WORK INSTRUCTION -> From the top of the entries below through the line containing "be asserted on.", return every line exactly as written, please, and stop there.

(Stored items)
BEGIN

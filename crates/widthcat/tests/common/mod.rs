#![allow(dead_code)]

use std::collections::BTreeMap;
use std::sync::atomic::{AtomicUsize, Ordering};
use std::time::Duration;

use widthcat::device::{CommandQueue, ComputeDevice, DeviceCaps, KernelArg, KernelHandle, NdRange};
use widthcat::{BuildOptions, DType, DeviceTensor, KernelResult, TensorInfo, TensorShape};

/// Buffers are identified by an id so bound arguments can be asserted on.
pub type BufferId = u32;

#[derive(Debug, Clone)]
pub struct RecordingKernel {
    pub name: String,
    pub options: BuildOptions,
    pub args: BTreeMap<usize, KernelArg<BufferId>>,
}

impl RecordingKernel {
    pub fn u32_arg(&self, index: usize) -> Option<u32> {
        match self.args.get(&index) {
            Some(KernelArg::U32(value)) => Some(*value),
            _ => None,
        }
    }

    pub fn buffer_arg(&self, index: usize) -> Option<BufferId> {
        match self.args.get(&index) {
            Some(KernelArg::Buffer(id)) => Some(*id),
            _ => None,
        }
    }
}

impl KernelHandle for RecordingKernel {
    type Buffer = BufferId;

    fn name(&self) -> &str {
        &self.name
    }

    fn set_arg(&mut self, index: usize, arg: KernelArg<BufferId>) -> KernelResult<()> {
        self.args.insert(index, arg);
        Ok(())
    }
}

/// Test-only device that compiles nothing and counts compilations.
#[derive(Default)]
pub struct RecordingDevice {
    pub caps: DeviceCaps,
    compilations: AtomicUsize,
    compile_delay: Option<Duration>,
}

impl RecordingDevice {
    pub fn with_caps(caps: DeviceCaps) -> Self {
        Self {
            caps,
            ..Self::default()
        }
    }

    /// Makes every compilation take at least `delay`, widening races between callers.
    pub fn with_compile_delay(mut self, delay: Duration) -> Self {
        self.compile_delay = Some(delay);
        self
    }

    pub fn compilations(&self) -> usize {
        self.compilations.load(Ordering::SeqCst)
    }
}

impl ComputeDevice for RecordingDevice {
    type Buffer = BufferId;
    type Kernel = RecordingKernel;

    fn name(&self) -> &str {
        "recording"
    }

    fn caps(&self) -> DeviceCaps {
        self.caps
    }

    fn create_kernel(&self, name: &str, options: &BuildOptions) -> KernelResult<RecordingKernel> {
        self.compilations.fetch_add(1, Ordering::SeqCst);
        if let Some(delay) = self.compile_delay {
            std::thread::sleep(delay);
        }
        Ok(RecordingKernel {
            name: name.to_string(),
            options: options.clone(),
            args: BTreeMap::new(),
        })
    }
}

#[derive(Debug, Clone)]
pub struct RecordedLaunch {
    pub kernel: RecordingKernel,
    pub global: NdRange,
    pub local: Option<NdRange>,
}

#[derive(Default)]
pub struct RecordingQueue {
    pub launches: Vec<RecordedLaunch>,
}

impl CommandQueue for RecordingQueue {
    type Kernel = RecordingKernel;

    fn enqueue(
        &mut self,
        kernel: &RecordingKernel,
        global: NdRange,
        local: Option<NdRange>,
    ) -> KernelResult<()> {
        self.launches.push(RecordedLaunch {
            kernel: kernel.clone(),
            global,
            local,
        });
        Ok(())
    }
}

pub fn info(dims: &[usize], dtype: DType) -> TensorInfo {
    TensorInfo::new(TensorShape::new(dims).expect("valid shape"), dtype)
}

pub fn f32_info(dims: &[usize]) -> TensorInfo {
    info(dims, DType::F32)
}

pub fn tensors(
    input1: &TensorInfo,
    input2: &TensorInfo,
    output: &TensorInfo,
) -> [DeviceTensor<BufferId>; 3] {
    [
        DeviceTensor::new(input1.clone(), 1),
        DeviceTensor::new(input2.clone(), 2),
        DeviceTensor::new(output.clone(), 3),
    ]
}
use std::fmt;

use crate::error::{KernelError, KernelResult};

/// Maximum number of dimensions a descriptor can store.
pub const MAX_DIMS: usize = 6;

/// Logical tensor extents, innermost (width) first.
///
/// Dimensions past `num_dimensions` read as 1. Trailing unit dimensions do not
/// count towards `num_dimensions`, so `[8, 4, 1]` is a 2-dimensional shape.
#[derive(Clone, Copy, PartialEq, Eq, Hash)]
pub struct TensorShape {
    dims: [usize; MAX_DIMS],
    num_dimensions: usize,
}

impl TensorShape {
    pub fn new(dims: &[usize]) -> KernelResult<Self> {
        if dims.len() > MAX_DIMS {
            return Err(KernelError::invalid_argument(format!(
                "shape rank {} exceeds the supported maximum of {MAX_DIMS}",
                dims.len()
            )));
        }
        let mut stored = [1usize; MAX_DIMS];
        stored[..dims.len()].copy_from_slice(dims);
        let mut shape = Self {
            dims: stored,
            num_dimensions: dims.len(),
        };
        shape.apply_dimension_correction();
        Ok(shape)
    }

    /// Extent of `axis`; axes past the stored rank are 1.
    pub fn dim(&self, axis: usize) -> usize {
        self.dims.get(axis).copied().unwrap_or(1)
    }

    pub fn num_dimensions(&self) -> usize {
        self.num_dimensions
    }

    pub fn dims(&self) -> &[usize] {
        &self.dims[..self.num_dimensions]
    }

    fn apply_dimension_correction(&mut self) {
        while self.num_dimensions > 1 && self.dims[self.num_dimensions - 1] == 1 {
            self.num_dimensions -= 1;
        }
    }
}

impl fmt::Debug for TensorShape {
    fn fmt(&self, f: &mut fmt::Formatter<'_>) -> fmt::Result {
        write!(f, "{:?}", self.dims())
    }
}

END

REPLY ->
filename crates/widthcat/tests/common/mod.rs
#![allow(dead_code)]

use std::collections::BTreeMap;
use std::sync::atomic::{AtomicUsize, Ordering};
use std::time::Duration;

use widthcat::device::{CommandQueue, ComputeDevice, DeviceCaps, KernelArg, KernelHandle, NdRange};
use widthcat::{BuildOptions, DType, DeviceTensor, KernelResult, TensorInfo, TensorShape};

/// Buffers are identified by an id so bound arguments can be asserted on.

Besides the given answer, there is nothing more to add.